◆ What to produce
Filter the entries for the string "usize". Copy each line that has it.
(Study material Opens)
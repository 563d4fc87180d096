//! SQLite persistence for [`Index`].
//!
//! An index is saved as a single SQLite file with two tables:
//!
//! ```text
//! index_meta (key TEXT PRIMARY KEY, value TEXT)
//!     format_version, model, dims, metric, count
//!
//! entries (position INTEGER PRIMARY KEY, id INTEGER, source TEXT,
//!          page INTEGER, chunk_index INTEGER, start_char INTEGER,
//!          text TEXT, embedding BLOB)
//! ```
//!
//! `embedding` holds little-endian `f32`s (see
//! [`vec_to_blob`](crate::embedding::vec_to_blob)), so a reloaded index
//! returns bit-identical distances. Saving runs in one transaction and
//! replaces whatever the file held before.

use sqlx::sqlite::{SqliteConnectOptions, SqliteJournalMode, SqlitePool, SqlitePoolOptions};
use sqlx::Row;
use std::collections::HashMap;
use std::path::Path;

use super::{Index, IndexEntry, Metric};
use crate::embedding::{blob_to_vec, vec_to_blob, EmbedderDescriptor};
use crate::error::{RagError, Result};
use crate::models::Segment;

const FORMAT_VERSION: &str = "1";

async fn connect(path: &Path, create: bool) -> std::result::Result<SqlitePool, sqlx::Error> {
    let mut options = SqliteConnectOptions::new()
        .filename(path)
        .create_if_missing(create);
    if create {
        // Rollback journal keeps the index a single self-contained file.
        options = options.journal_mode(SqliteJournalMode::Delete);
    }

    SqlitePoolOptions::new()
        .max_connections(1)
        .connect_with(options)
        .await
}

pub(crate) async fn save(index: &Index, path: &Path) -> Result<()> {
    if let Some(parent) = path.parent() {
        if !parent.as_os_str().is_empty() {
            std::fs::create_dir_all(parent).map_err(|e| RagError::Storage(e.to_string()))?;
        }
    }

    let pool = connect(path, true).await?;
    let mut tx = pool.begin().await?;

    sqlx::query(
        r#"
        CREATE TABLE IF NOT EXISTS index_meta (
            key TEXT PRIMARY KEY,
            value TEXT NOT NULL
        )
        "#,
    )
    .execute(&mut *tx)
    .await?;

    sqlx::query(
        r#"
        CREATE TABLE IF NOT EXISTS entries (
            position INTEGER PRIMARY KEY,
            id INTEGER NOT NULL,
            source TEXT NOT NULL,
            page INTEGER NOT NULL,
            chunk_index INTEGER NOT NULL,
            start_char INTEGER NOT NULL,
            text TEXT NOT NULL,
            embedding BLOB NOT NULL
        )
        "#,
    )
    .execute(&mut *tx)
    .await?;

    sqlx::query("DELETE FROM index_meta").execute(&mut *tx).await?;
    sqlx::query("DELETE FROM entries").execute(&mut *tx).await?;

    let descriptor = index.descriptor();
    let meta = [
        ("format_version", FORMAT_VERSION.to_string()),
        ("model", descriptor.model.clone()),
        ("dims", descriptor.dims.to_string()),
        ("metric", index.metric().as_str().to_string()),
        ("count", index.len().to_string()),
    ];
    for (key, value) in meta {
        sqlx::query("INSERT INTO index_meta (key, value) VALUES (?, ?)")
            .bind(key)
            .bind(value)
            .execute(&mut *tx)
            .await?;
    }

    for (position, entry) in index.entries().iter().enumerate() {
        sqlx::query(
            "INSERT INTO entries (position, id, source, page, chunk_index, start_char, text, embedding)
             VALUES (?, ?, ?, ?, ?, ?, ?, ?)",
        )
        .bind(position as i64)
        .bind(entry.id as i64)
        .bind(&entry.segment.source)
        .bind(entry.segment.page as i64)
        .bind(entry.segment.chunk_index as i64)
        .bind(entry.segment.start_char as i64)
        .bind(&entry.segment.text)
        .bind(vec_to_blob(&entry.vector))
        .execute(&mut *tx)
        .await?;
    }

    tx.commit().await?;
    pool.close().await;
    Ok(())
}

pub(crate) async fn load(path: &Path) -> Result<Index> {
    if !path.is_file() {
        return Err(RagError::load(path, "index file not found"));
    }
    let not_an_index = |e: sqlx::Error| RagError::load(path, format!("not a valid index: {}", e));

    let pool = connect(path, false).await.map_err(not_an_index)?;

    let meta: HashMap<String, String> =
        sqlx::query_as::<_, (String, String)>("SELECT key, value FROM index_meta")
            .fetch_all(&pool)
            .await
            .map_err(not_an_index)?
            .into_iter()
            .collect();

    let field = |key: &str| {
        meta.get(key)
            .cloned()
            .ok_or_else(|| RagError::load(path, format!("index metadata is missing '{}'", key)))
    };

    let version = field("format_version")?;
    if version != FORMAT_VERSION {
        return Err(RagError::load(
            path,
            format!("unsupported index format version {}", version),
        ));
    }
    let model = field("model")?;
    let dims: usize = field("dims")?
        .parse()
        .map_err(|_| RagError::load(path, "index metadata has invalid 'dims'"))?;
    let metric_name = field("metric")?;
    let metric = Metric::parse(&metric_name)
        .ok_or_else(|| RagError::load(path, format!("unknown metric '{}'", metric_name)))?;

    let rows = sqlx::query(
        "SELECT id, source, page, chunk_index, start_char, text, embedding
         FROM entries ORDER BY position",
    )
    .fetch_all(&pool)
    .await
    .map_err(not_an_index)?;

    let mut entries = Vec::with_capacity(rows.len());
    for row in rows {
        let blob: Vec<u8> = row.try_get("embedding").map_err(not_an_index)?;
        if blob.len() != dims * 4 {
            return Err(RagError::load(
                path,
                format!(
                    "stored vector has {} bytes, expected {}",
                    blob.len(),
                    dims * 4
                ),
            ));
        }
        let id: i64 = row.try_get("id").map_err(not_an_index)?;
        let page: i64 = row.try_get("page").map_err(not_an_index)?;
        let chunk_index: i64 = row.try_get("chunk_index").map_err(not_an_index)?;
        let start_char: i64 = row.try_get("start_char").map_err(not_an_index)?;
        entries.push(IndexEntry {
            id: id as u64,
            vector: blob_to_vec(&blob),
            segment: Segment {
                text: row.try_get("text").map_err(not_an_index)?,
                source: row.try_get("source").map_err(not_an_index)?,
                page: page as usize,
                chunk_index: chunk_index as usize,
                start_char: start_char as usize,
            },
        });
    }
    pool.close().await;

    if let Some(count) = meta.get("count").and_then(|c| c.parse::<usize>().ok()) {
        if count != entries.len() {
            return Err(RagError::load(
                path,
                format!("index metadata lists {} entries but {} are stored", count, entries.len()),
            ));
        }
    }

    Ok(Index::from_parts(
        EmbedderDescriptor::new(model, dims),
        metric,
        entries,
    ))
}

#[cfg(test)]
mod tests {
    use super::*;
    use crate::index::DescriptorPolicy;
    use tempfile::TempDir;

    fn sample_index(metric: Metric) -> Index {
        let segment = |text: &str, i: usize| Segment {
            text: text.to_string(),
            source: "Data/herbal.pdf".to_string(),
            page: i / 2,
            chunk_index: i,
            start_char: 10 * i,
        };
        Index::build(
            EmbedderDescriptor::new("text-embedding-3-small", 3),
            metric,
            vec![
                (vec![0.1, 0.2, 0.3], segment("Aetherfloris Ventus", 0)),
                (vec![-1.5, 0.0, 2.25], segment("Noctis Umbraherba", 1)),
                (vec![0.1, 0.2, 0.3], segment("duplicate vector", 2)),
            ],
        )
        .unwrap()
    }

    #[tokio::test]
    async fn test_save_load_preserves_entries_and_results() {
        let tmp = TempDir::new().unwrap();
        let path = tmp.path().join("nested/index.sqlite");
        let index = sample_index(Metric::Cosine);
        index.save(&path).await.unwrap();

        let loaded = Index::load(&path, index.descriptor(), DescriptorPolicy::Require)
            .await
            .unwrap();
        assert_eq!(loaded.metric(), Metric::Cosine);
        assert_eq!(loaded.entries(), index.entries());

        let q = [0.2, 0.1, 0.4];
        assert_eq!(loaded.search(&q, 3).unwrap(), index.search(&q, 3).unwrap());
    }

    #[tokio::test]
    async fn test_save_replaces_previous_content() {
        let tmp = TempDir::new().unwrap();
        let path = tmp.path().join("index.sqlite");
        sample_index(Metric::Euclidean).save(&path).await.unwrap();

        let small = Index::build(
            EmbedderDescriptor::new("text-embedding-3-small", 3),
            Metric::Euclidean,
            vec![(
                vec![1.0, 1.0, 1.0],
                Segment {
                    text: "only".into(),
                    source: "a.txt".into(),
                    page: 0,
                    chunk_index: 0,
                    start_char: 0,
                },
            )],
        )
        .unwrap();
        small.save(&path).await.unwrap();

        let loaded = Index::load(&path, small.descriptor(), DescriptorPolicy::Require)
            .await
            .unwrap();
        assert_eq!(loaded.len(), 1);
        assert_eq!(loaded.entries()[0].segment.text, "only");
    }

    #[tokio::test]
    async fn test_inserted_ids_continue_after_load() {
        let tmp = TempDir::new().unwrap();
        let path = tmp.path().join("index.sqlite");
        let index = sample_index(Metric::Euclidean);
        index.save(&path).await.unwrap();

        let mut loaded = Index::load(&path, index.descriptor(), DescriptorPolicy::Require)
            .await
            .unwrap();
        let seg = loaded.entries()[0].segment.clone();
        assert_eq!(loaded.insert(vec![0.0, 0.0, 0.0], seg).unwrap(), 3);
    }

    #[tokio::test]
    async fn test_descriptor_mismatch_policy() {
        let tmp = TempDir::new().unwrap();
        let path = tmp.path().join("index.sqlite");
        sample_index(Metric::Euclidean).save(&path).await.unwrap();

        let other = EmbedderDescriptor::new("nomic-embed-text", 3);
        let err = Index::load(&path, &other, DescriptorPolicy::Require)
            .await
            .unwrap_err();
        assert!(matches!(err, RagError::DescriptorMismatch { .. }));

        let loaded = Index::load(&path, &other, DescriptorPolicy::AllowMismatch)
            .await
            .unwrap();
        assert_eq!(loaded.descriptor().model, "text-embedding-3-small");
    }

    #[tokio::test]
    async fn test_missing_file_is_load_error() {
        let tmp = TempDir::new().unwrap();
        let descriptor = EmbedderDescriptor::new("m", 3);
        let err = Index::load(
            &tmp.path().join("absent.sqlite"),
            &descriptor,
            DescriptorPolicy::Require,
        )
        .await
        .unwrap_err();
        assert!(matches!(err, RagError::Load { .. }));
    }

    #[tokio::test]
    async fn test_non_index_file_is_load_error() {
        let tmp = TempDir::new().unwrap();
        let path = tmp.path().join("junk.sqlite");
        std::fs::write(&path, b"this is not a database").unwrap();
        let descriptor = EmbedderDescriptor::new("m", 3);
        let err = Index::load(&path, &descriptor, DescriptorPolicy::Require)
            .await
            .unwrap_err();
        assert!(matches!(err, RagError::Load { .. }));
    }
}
(Study material Closes)
(Study material Opens)
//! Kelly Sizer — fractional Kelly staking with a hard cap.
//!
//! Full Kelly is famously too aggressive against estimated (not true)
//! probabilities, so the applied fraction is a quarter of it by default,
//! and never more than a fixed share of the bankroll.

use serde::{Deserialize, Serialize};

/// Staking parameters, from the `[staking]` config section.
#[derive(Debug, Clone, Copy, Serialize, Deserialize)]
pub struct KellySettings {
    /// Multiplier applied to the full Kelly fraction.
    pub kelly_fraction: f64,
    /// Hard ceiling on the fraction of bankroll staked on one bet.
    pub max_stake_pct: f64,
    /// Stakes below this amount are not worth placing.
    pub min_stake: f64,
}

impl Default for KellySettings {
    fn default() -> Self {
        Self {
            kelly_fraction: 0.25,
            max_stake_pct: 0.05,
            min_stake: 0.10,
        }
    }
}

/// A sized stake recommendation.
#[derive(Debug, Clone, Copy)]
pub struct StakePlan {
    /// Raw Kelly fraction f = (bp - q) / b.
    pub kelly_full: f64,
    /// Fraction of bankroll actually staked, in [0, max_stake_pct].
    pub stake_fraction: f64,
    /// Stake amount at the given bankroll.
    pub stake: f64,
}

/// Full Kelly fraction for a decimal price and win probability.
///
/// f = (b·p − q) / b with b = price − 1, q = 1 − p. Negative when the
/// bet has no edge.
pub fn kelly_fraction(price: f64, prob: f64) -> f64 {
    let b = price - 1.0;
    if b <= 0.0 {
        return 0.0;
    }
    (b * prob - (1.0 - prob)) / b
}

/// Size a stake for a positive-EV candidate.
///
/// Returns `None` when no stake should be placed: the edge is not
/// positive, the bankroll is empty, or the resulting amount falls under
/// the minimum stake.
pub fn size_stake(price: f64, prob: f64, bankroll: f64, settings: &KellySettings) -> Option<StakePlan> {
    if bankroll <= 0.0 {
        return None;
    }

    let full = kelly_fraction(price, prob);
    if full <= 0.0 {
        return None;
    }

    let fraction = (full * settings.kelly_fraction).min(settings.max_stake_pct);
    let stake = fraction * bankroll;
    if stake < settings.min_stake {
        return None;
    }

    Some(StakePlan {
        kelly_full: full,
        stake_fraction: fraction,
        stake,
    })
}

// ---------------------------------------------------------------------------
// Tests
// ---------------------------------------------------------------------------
(Study material Closes)
◆ Answer box
    let dims: usize = field("dims")?
                page: page as usize,
                chunk_index: chunk_index as usize,
                start_char: start_char as usize,
    if let Some(count) = meta.get("count").and_then(|c| c.parse::<usize>().ok()) {
        let segment = |text: &str, i: usize| Segment {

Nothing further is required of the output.